• M. Pierre Morel-À-L'Huissier
    Date : mercredi 22 mai 2024
    Cible : Sur l'ensemble du texte

    Le Projet de loi relatif à l’accompagnement des malades et de la fin de vie, présenté, après plusieurs reports, le 10 avril 2024, en Conseil des ministres, arrive sur les bancs de l’Assemblée nationale à compter du 27 mai. Composé de deux parties – le renforcement des soins palliatifs, nouvellement dits d’accompagnement et la mise en place de l’aide active à mourir – ce texte reflète une évolution de l’opinion publique tant nationale qu’internationale et européenne. En effet, plusieurs pays européens, dont la Belgique et l’Espagne, ont déjà légalisé une forme d’euthanasie active, tandis que la France a vu émerger des conclusions favorables à la mise en place de l’accompagnement de la fin de vie, sous conditions, issues de la Convention citoyenne du 2 avril 2023.

    Ces éléments constituent un terreau fertile à l’introduction de l’accompagnement de la fin de vie, en France, dans un cadre légal bien circonscrit. Adossée au renforcement de l’organisation des soins palliatifs, ce texte s’inscrit dans la continuité de la stratégie décennale, mettant sur la table jusqu’à 1,1 milliard d’euros supplémentaire par an au bénéfice du développement des soins palliatifs. Toutefois, aujourd’hui, il est évident que c’est l’hypocrisie qui règne encore : l’accompagnement en fin de vie est privilégié à l’accompagnement pendant la vie. Bien que nécessaire, le texte ne remplace aucunement un projet de loi de programmation Grand âge, désormais écarté, qui aurait pu s'inscrire dans une approche globale de l'accompagnement des personnes en fin de vie adossée à une visibilité budgétaire plus large.

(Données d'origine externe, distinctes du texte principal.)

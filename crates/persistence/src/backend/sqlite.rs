// Copyright (C) 2026 The Workbay Authors
// Use of this source code is governed by an MIT-style
// license that can be found in the LICENSE file or at
// https://opensource.org/licenses/MIT.

//! SQLite-specific backend utilities.
//!
//! This module is limited to:
//! - Connection initialization
//! - Migration execution
//! - SQLite-specific configuration (PRAGMA statements)
//! - SQLite-specific workarounds (e.g., `last_insert_rowid()`)
//!
//! All domain queries and mutations live in `queries/` or `mutations/`.

use diesel::dsl::sql;
use diesel::prelude::*;
use diesel::sql_types::{BigInt, Integer};
use diesel::{Connection, RunQueryDsl, SqliteConnection};
use diesel_migrations::{EmbeddedMigrations, MigrationHarness, embed_migrations};
use tracing::info;

use crate::error::PersistenceError;

/// Embedded `SQLite` migrations.
pub const MIGRATIONS: EmbeddedMigrations = embed_migrations!("migrations");

/// How long a writer waits for a competing immediate transaction.
pub const BUSY_TIMEOUT_MS: u32 = 5_000;

/// Helper row struct for PRAGMA queries.
///
/// Diesel has no PRAGMA DSL.
#[derive(QueryableByName)]
struct PragmaRow {
    #[diesel(sql_type = Integer)]
    foreign_keys: i32,
}

/// Helper function to get the last inserted row ID.
///
/// # Arguments
///
/// * `conn` - The database connection
///
/// # Errors
///
/// Returns an error if the query fails.
pub fn get_last_insert_rowid(conn: &mut SqliteConnection) -> Result<i64, PersistenceError> {
    Ok(diesel::select(sql::<BigInt>("last_insert_rowid()")).get_result(conn)?)
}

/// Verifies that foreign key enforcement is enabled.
///
/// # Arguments
///
/// * `conn` - The database connection to check
///
/// # Errors
///
/// Returns an error if foreign key enforcement is not enabled.
pub fn verify_foreign_key_enforcement(conn: &mut SqliteConnection) -> Result<(), PersistenceError> {
    // NOTE: PRAGMA is raw SQL (Diesel has no PRAGMA DSL)
    let foreign_keys_enabled: i32 = diesel::sql_query("PRAGMA foreign_keys")
        .get_result::<PragmaRow>(conn)?
        .foreign_keys;

    if foreign_keys_enabled == 0 {
        return Err(PersistenceError::ForeignKeyEnforcementNotEnabled);
    }

    info!("SQLite foreign key enforcement is enabled");
    Ok(())
}

/// Run pending migrations on the provided connection.
///
/// # Arguments
///
/// * `conn` - A mutable reference to a Diesel `SqliteConnection`
///
/// # Errors
///
/// Returns an error if migration execution fails.
pub fn run_migrations(
    conn: &mut SqliteConnection,
) -> Result<(), Box<dyn std::error::Error + Send + Sync>> {
    info!("Running SQLite database migrations");
    conn.run_pending_migrations(MIGRATIONS)?;
    Ok(())
}

/// Initialize a `SQLite` database at the given URL and run migrations.
///
/// # Arguments
///
/// * `database_url` - The `SQLite` database URL (e.g., `":memory:"` or file path)
///
/// # Errors
///
/// Returns an error if connection or migration fails.
pub fn initialize_database(database_url: &str) -> Result<SqliteConnection, PersistenceError> {
    info!("Initializing SQLite database at: {}", database_url);

    let mut conn: SqliteConnection = SqliteConnection::establish(database_url)
        .map_err(|e| PersistenceError::DatabaseConnectionFailed(e.to_string()))?;

    // NOTE: PRAGMA is raw SQL (Diesel has no PRAGMA DSL)
    diesel::sql_query("PRAGMA foreign_keys = ON")
        .execute(&mut conn)
        .map_err(|e| PersistenceError::QueryFailed(e.to_string()))?;

    set_busy_timeout(&mut conn, BUSY_TIMEOUT_MS)?;

    run_migrations(&mut conn).map_err(|e| PersistenceError::MigrationFailed(e.to_string()))?;

    Ok(conn)
}

/// Sets how long `SQLite` retries a locked database before failing.
///
/// # Errors
///
/// Returns an error if the PRAGMA statement fails.
pub fn set_busy_timeout(conn: &mut SqliteConnection, millis: u32) -> Result<(), PersistenceError> {
    // NOTE: PRAGMA is raw SQL (Diesel has no PRAGMA DSL)
    diesel::sql_query(format!("PRAGMA busy_timeout = {millis}"))
        .execute(conn)
        .map_err(|e| PersistenceError::QueryFailed(e.to_string()))?;
    Ok(())
}

/// Enable WAL mode for file-based `SQLite` databases.
///
/// # Arguments
///
/// * `conn` - The database connection
///
/// # Errors
///
/// Returns an error if the PRAGMA statement fails.
pub fn enable_wal_mode(conn: &mut SqliteConnection) -> Result<(), PersistenceError> {
    // NOTE: PRAGMA is raw SQL (Diesel has no PRAGMA DSL)
    diesel::sql_query("PRAGMA journal_mode = WAL")
        .execute(conn)
        .map_err(|e| PersistenceError::QueryFailed(e.to_string()))?;
    Ok(())
}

    Dans un contexte de crise hospitalière marqué par l’insolvabilité financière de plus de 85% de nos structures d’accompagnements (notamment nos EHPAD), je regrette la création envisagée d’une énième structure d’accompagnement (dite « maison d’accompagnement »), il serait bien plus pertinent de développer et de généraliser nos infrastructures déjà existantes, comme les résidences autonomie, partout sur notre territoire national. Afin de pallier ces problèmes notamment budgétaires, dus notamment à l’inflation, à la hausse moyenne des charges et la perte de confiance des familles suite à l’affaire Orpea entre autres, il serait judicieux de réfléchir à une réforme structurelle des unités d’accompagnement existantes (et leur enracinement dans chacun des départements) et au déblocage de fonds d’urgence à hauteur d’au moins 1,4 milliard d’euros, selon les estimations récentes des représentants principaux du secteur, afin de renforcer leur capacité à répondre aux besoins des patients et notamment en fin de vie.

    Au-delà de ces interrogations de fonds, j’ai proposé par voie d’amendements la mise en place d'un module d'enseignement sur les soins palliatifs lors des études de médecine, la garantie de l’égalité d’accès aux soins palliatifs pour tous, partout sur le territoire national, le juste encadrement des conditions d’accès à l’aide active à mourir, notamment avec la prise en considération des maladies incurables, comme la maladie de Charcot qui n’engage qu’à long terme le pronostic vital et l’ouverture d’un recours possible à un médiateur afin d’éviter toute éventuelle tension pouvant émerger au sein de la famille ou des proches de la personne souhaitant accéder à ce dispositif.

    Sensible à une évolution de l’état de droit actuel afin d’ouvrir la voie à l’introduction de l’aide active à mourir, je resterai attentif aux débats prochains et aux propositions qui y seront retenues et voterai en connaissance de cause le 11 juin prochain. Il est cependant important de souligner qu’il est nécessaire de continuer à travailler sur des solutions pérennes, en mettant l'accent sur le développement du traitement et l’écoute de la personne sur l’échelle de la douleur par le biais des soins palliatifs.